Biner, an operating room nurse, hid in a caravan at the Nova festival for 7 hours on October 7, hearing the sounds of what she said was unmistakably rape.
"Rape has one sound," said Biner, explaining that there are those who question how she could be sure that rape and sex offenses were taking place given the fact that she could not see the attacks but only hear what was taking place.
"It is the sound of helplessness that turns into a loss of your own humanity."
Biner said that she heard shouts of women that "went on for a few minutes that felt like hours and ended in a spray [of bullets], "shouts that "split the heavens and cut the soul to pieces."
"I was not afraid to die; I was afraid to be raped. I was afraid I would have to provide proof and explanations about the fact that my soul is not here anymore," Biner said.
"For hours, I heard a man begging in yells that they would leave her alone," she said, talking about a couple she remembers being attacked on the 7th.

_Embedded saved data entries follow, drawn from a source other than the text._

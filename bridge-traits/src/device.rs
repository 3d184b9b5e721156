//! Device Signal Abstraction
//!
//! Exposes the environmental signals the fingerprint engine hashes. Signals
//! that every host can report (screen metrics, timezone, language, platform,
//! user agent) are infallible; the rendered-canvas raster and the WebGL debug
//! info can be missing or throw on some hosts and are therefore fallible, so
//! the engine can substitute its sentinel strings.

use serde::{Deserialize, Serialize};

use crate::{error::Result, platform::PlatformSendSync};

/// Screen dimensions and color depth as reported by the host display.
#[derive(Debug, Clone, Copy, PartialEq, Eq, Serialize, Deserialize)]
pub struct ScreenMetrics {
    pub width: u32,
    pub height: u32,
    pub color_depth: u32,
}

impl ScreenMetrics {
    pub fn new(width: u32, height: u32, color_depth: u32) -> Self {
        Self {
            width,
            height,
            color_depth,
        }
    }

    /// Render the metrics as the fingerprint signal string, e.g. `1920x1080x24`.
    pub fn signal(&self) -> String {
        format!("{}x{}x{}", self.width, self.height, self.color_depth)
    }
}

/// GPU vendor and renderer strings from the accelerated-graphics debug
/// extension.
#[derive(Debug, Clone, PartialEq, Eq, Serialize, Deserialize)]
pub struct WebGlInfo {
    pub vendor: String,
    pub renderer: String,
}

/// Environmental signal source trait
///
/// # Platform Support
///
/// - **Web**: `screen`, `Intl.DateTimeFormat`, `navigator`, offscreen canvas,
///   `WEBGL_debug_renderer_info`
/// - **Desktop**: best-effort values from the OS (see `bridge-desktop`);
///   canvas/WebGL are unavailable and report errors
///
/// # Example
///
/// ```ignore
/// use bridge_traits::device::DeviceSignals;
///
/// fn locale_signals(signals: &dyn DeviceSignals) -> (String, String) {
///     (signals.timezone(), signals.language())
/// }
/// ```
#[cfg_attr(target_arch = "wasm32", async_trait::async_trait(?Send))]
#[cfg_attr(not(target_arch = "wasm32"), async_trait::async_trait)]
pub trait DeviceSignals: PlatformSendSync {
    /// Screen width, height, and color depth.
    fn screen_metrics(&self) -> ScreenMetrics;

    /// Resolved IANA timezone name, e.g. `Asia/Ho_Chi_Minh`.
    fn timezone(&self) -> String;

    /// Negotiated UI language, e.g. `en-US`.
    fn language(&self) -> String;

    /// Reported platform identifier, e.g. `MacIntel`.
    fn platform(&self) -> String;

    /// Full user-agent string.
    fn user_agent(&self) -> String;

    /// Render fixed text into an offscreen 2D surface and serialize the
    /// bitmap to a data string.
    ///
    /// Errors when the host cannot produce a 2D surface.
    async fn canvas_fingerprint(&self) -> Result<String>;

    /// GPU vendor and renderer strings from the graphics debug extension.
    ///
    /// Errors when the graphics context or the debug extension is
    /// unavailable.
    async fn webgl_info(&self) -> Result<WebGlInfo>;
}

#[cfg(test)]
mod tests {
    use super::*;

    #[test]
    fn test_screen_metrics_signal() {
        let metrics = ScreenMetrics::new(1920, 1080, 24);
        assert_eq!(metrics.signal(), "1920x1080x24");
    }

    #[test]
    fn test_webgl_info_clone() {
        let info = WebGlInfo {
            vendor: "Google Inc.".to_string(),
            renderer: "ANGLE (Apple M1)".to_string(),
        };
        assert_eq!(info.clone(), info);
    }
}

Biner explained that when she left the caravan she was hiding in, all of the things she had heard were given visual confirmation - "women with their legs spread, their underwear pushed aside, and the shirt ripped off their body."
Commenting on the status of the hostages
Commenting on the status of the hostages, Biner said that she "can't bring herself to think about what is happening to them when there is no time pressure, when there is no one coming to help."
Biner also shared about the impact she has experienced from being witness to the events of October 7.
"I dream a few times a week about a situation where I am raped or almost raped or harassed."
Since October 7, Biner has "removed sexuality from my lexicon. Something in my feminine and sexual light has gone out."
"As far as I am concerned, sexuality has turned into a sort of taking advantage, and that is the direct translation that was created for me," she said, adding that "sexuality has turned into a tool of war, of taking a stance, of seizing power, and I am afraid to be in that situation."
"I am afraid to be in a situation where I say no and am not listened to. I heard women yelling no, and they were not left alone. It could happen to me as well."
Biner called on authorities to complete a thorough and uncompromising examination of what happened on October 7 and to provide much better and less invasive support to survivors.